## TRY IT
Wherever a line holds the word "super", copy that line from the data.

Stored dataset items
Content starts
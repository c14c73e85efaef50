//! 业务错误码
//!
//! code 为 0 表示成功，其余按领域分段：
//! 1xxx 通用，2xxx 用户，3xxx 课程，4xxx 报名，5xxx 进度，6xxx 作业，7xxx 测验。

#[derive(Debug, Clone, Copy, PartialEq, Eq)]
#[repr(i32)]
pub enum ErrorCode {
    Success = 0,

    // 通用
    InternalServerError = 1000,
    Unauthorized = 1001,
    Forbidden = 1002,
    InvalidParams = 1003,
    NotFound = 1004,

    // 用户
    UserNotFound = 2001,
    UserEmailAlreadyExists = 2002,
    UserEmailInvalid = 2003,
    UserNameInvalid = 2004,
    UserPasswordInvalid = 2005,
    AuthFailed = 2006,
    RegisterFailed = 2007,

    // 课程
    CourseNotFound = 3001,
    CourseCreateFailed = 3002,
    CourseUpdateFailed = 3003,
    CourseDeleteFailed = 3004,

    // 报名
    AlreadyEnrolled = 4001,
    EnrollFailed = 4002,

    // 进度
    ProgressNotFound = 5001,
    ProgressUpdateFailed = 5002,

    // 作业
    AssignmentNotFound = 6001,
    SubmissionNotFound = 6002,
    SubmissionFailed = 6003,
    GradeFailed = 6004,
    ScoreOutOfRange = 6005,

    // 测验
    QuizNotFound = 7001,
    AnswerCountMismatch = 7002,
    QuizSubmitFailed = 7003,
}

#[cfg(test)]
mod tests {
    use super::*;

    #[test]
    fn test_error_code_values() {
        assert_eq!(ErrorCode::Success as i32, 0);
        assert_eq!(ErrorCode::Unauthorized as i32, 1001);
        assert_eq!(ErrorCode::AlreadyEnrolled as i32, 4001);
        assert_eq!(ErrorCode::AnswerCountMismatch as i32, 7002);
    }
}
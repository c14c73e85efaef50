use crate::cache::{ObjectCache, register::get_object_cache_plugin};
use crate::config::AppConfig;
use crate::models::users::entities::UserRole;
use crate::models::users::requests::CreateUserRequest;
use crate::storage::Storage;
use crate::utils::password::hash_password;
use std::sync::Arc;
use tracing::{debug, info, warn};

pub struct StartupContext {
    pub storage: Arc<dyn Storage>,
    pub cache: Arc<dyn ObjectCache>,
}

/// 创建缓存实例
async fn create_cache() -> Result<Arc<dyn ObjectCache>, Box<dyn std::error::Error>> {
    let config = AppConfig::get();
    let cache_type = &config.cache.cache_type;

    warn!("Attempting to create {} cache backend", cache_type);

    // 根据配置选择缓存后端
    if let Some(constructor) = get_object_cache_plugin(cache_type) {
        match constructor().await {
            Ok(cache) => {
                warn!("Successfully created {} cache backend", cache_type);
                return Ok(Arc::from(cache));
            }
            Err(e) => {
                warn!("Failed to create {} cache: {}", cache_type, e);

                // 如果配置的缓存失败，尝试回退策略
                if cache_type == "redis" {
                    warn!("Falling back to memory cache");
                    if let Some(fallback_constructor) = get_object_cache_plugin("moka") {
                        match fallback_constructor().await {
                            Ok(cache) => {
                                warn!(
                                    "Successfully created fallback Moka (in-memory) cache backend"
                                );
                                return Ok(Arc::from(cache));
                            }
                            Err(fallback_e) => {
                                warn!("Failed to create fallback Moka cache: {}", fallback_e);
                            }
                        }
                    }
                }
            }
        }
    } else {
        warn!("Cache backend '{}' not found in registry", cache_type);

        // 如果找不到配置的缓存类型，尝试默认的内存缓存
        if cache_type != "moka" {
            warn!("Falling back to default memory cache");
            if let Some(fallback_constructor) = get_object_cache_plugin("moka") {
                match fallback_constructor().await {
                    Ok(cache) => {
                        warn!("Successfully created fallback Moka (in-memory) cache backend");
                        return Ok(Arc::from(cache));
                    }
                    Err(fallback_e) => {
                        warn!("Failed to create fallback Moka cache: {}", fallback_e);
                    }
                }
            }
        }
    }

    Err(format!("No cache backend available (tried: {cache_type})").into())
}

/// 生成随机密码
fn generate_random_password(length: usize) -> String {
    use rand::Rng;
    const CHARSET: &[u8] = b"ABCDEFGHIJKLMNOPQRSTUVWXYZabcdefghijklmnopqrstuvwxyz0123456789!@#$%";
    let mut rng = rand::rng();
    (0..length)
        .map(|_| {
            let idx = rng.random_range(0..CHARSET.len());
            CHARSET[idx] as char
        })
        .collect()
}

/// 初始化默认管理员账号
/// 如果数据库中没有任何用户，则创建一个默认的 admin 账号
async fn seed_admin(storage: &Arc<dyn Storage>) {
    // 检查是否已有用户
    match storage.count_users().await {
        Ok(count) if count > 0 => {
            debug!(
                "Database already has {} user(s), skipping admin seed",
                count
            );
            return;
        }
        Ok(_) => {
            info!("No users found in database, creating default admin account...");
        }
        Err(e) => {
            warn!("Failed to count users: {}, skipping admin seed", e);
            return;
        }
    }

    // 获取密码：优先从环境变量，否则生成随机密码
    let password = std::env::var("ADMIN_PASSWORD").unwrap_or_else(|_| {
        let pwd = generate_random_password(16);
        warn!("==========================================================");
        warn!("  ADMIN PASSWORD NOT SET - USING GENERATED PASSWORD");
        warn!("  Generated admin password: {}", pwd);
        warn!("  Please save this password or set ADMIN_PASSWORD env var");
        warn!("==========================================================");
        pwd
    });

    // 哈希密码
    let password_hash = match hash_password(&password) {
        Ok(hash) => hash,
        Err(e) => {
            warn!("Failed to hash admin password: {}, skipping admin seed", e);
            return;
        }
    };

    // 创建管理员账号
    let admin_request = CreateUserRequest {
        name: "Administrator".to_string(),
        email: "admin@localhost".to_string(),
        password: password_hash,
        role: Some(UserRole::Admin),
    };

    match storage.create_user(admin_request).await {
        Ok(user) => {
            info!(
                "Default admin account created successfully (ID: {}, email: {})",
                user.id, user.email
            );
        }
        Err(e) => {
            warn!("Failed to create admin account: {}", e);
        }
    }
}

/// 准备服务器启动的上下文
/// 包括存储、缓存等
pub async fn prepare_server_startup() -> StartupContext {
    rustls::crypto::ring::default_provider()
        .install_default()
        .expect("Failed to install rustls crypto provider");

    if cfg!(debug_assertions) {
        crate::cache::register::debug_object_cache_registry();
        debug!("Debug mode: Cache registry is enabled");
    }

    let storage = crate::storage::create_storage()
        .await
        .expect("Failed to create storage backend");
    warn!("Storage backend initialized and migrations completed");

    // 初始化默认管理员账号（如果需要）
    seed_admin(&storage).await;

    // 创建缓存实例
    let cache = create_cache().await.expect("Failed to create cache");
    warn!("Cache backend initialized");

    StartupContext { storage, cache }
}
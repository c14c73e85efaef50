use serde::Serialize;
use ts_rs::TS;

use super::entities::{Course, CourseSummary};
use crate::models::PaginationInfo;
use crate::models::assignments::entities::Assignment;
use crate::models::quizzes::entities::Quiz;

/// 课程详情响应
#[derive(Debug, Serialize, TS)]
#[ts(export, export_to = "../frontend/src/types/generated/course.ts")]
pub struct CourseResponse {
    pub course: Course,
}

/// 课程列表响应
#[derive(Debug, Serialize, TS)]
#[ts(export, export_to = "../frontend/src/types/generated/course.ts")]
pub struct CourseListResponse {
    pub items: Vec<CourseSummary>,
    pub pagination: PaginationInfo,
}

/// 课时素材响应（作业与测验，不含提交/答题记录）
#[derive(Debug, Serialize, TS)]
#[ts(export, export_to = "../frontend/src/types/generated/course.ts")]
pub struct LessonMaterialsResponse {
    pub assignments: Vec<Assignment>,
    pub quizzes: Vec<Quiz>,
}
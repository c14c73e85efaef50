use serde::{Deserialize, Serialize};
use ts_rs::TS;

/// 作业业务实体
#[derive(Debug, Clone, Serialize, Deserialize, TS)]
#[ts(export, export_to = "../frontend/src/types/generated/assignment.ts")]
pub struct Assignment {
    pub id: i64,
    pub course_id: i64,
    pub lesson_id: String,
    pub title: String,
    pub description: String,
    pub due_date: chrono::DateTime<chrono::Utc>,
    pub max_score: i32,
    pub created_at: chrono::DateTime<chrono::Utc>,
    pub updated_at: chrono::DateTime<chrono::Utc>,
}

/// 作业提交业务实体
///
/// 学生侧只追加；score/feedback/graded_at 仅由评分流程写入。
#[derive(Debug, Clone, Serialize, Deserialize, TS)]
#[ts(export, export_to = "../frontend/src/types/generated/assignment.ts")]
pub struct AssignmentSubmission {
    pub id: i64,
    pub assignment_id: i64,
    pub student_id: i64,
    pub submission_text: Option<String>,
    pub submission_link: Option<String>,
    pub submitted_at: chrono::DateTime<chrono::Utc>,
    pub score: Option<i32>,
    pub feedback: Option<String>,
    pub graded_at: Option<chrono::DateTime<chrono::Utc>>,
}
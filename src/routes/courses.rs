use actix_web::{HttpRequest, HttpResponse, Result as ActixResult, web};
use once_cell::sync::Lazy;

use crate::middlewares::{self, RequireJWT};
use crate::models::courses::requests::{CourseListQuery, CreateCourseRequest, UpdateCourseRequest};
use crate::models::users::entities::UserRole;
use crate::models::{ApiResponse, ErrorCode};
use crate::services::CourseService;

// 懒加载的全局 CourseService 实例
static COURSE_SERVICE: Lazy<CourseService> = Lazy::new(CourseService::new_lazy);

// 课程列表（公开）
pub async fn list_courses(
    req: HttpRequest,
    query: web::Query<CourseListQuery>,
) -> ActixResult<HttpResponse> {
    COURSE_SERVICE.list_courses(&req, query.into_inner()).await
}

// 课程详情（公开）
pub async fn get_course(req: HttpRequest, path: web::Path<i64>) -> ActixResult<HttpResponse> {
    COURSE_SERVICE.get_course(&req, path.into_inner()).await
}

// 创建课程（管理员）
pub async fn create_course(
    req: HttpRequest,
    body: web::Json<CreateCourseRequest>,
) -> ActixResult<HttpResponse> {
    let user = match RequireJWT::extract_user_claims(&req) {
        Some(u) => u,
        None => {
            return Ok(HttpResponse::Unauthorized().json(ApiResponse::error_empty(
                ErrorCode::Unauthorized,
                "无法获取用户信息",
            )));
        }
    };

    COURSE_SERVICE
        .create_course(&req, user.id, body.into_inner())
        .await
}

// 更新课程（管理员）
pub async fn update_course(
    req: HttpRequest,
    path: web::Path<i64>,
    body: web::Json<UpdateCourseRequest>,
) -> ActixResult<HttpResponse> {
    COURSE_SERVICE
        .update_course(&req, path.into_inner(), body.into_inner())
        .await
}

// 删除课程（管理员）
pub async fn delete_course(req: HttpRequest, path: web::Path<i64>) -> ActixResult<HttpResponse> {
    COURSE_SERVICE.delete_course(&req, path.into_inner()).await
}

// 配置路由
pub fn configure_courses_routes(cfg: &mut web::ServiceConfig) {
    // 管理端路由需注册在公开的 /{id} 之前
    cfg.service(
        web::scope("/api/courses/admin")
            .wrap(middlewares::RequireRole::new_any(UserRole::admin_roles()))
            .wrap(middlewares::RequireJWT)
            .route("/create", web::post().to(create_course))
            .route("/{id}", web::put().to(update_course))
            .route("/{id}", web::delete().to(delete_course)),
    );

    // 公开目录
    cfg.service(
        web::scope("/api/courses")
            .route("", web::get().to(list_courses))
            .route("/{id}", web::get().to(get_course)),
    );
}
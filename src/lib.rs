//! LMSystem - 在线学习平台后端服务
//!
//! 基于 Actix Web 构建的课程学习管理系统后端。
//!
//! # 架构
//! - `cache`: 缓存层（Moka/Redis）
//! - `config`: 配置管理
//! - `entity`: SeaORM 数据库实体
//! - `errors`: 统一错误处理
//! - `middlewares`: 认证授权中间件
//! - `models`: 数据模型定义
//! - `routes`: API 路由层
//! - `runtime`: 运行时生命周期管理
//! - `services`: 业务逻辑层
//! - `storage`: 数据存储层（SeaORM）
//! - `utils`: 工具函数

pub mod cache;
pub mod config;
pub mod entity;
pub mod errors;
pub mod middlewares;
pub mod models;
pub mod routes;
pub mod runtime;
pub mod services;
pub mod storage;
pub mod utils;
Content ends
## RESULT OF THE TASK
    use super::*;
use super::entities::{Course, CourseSummary};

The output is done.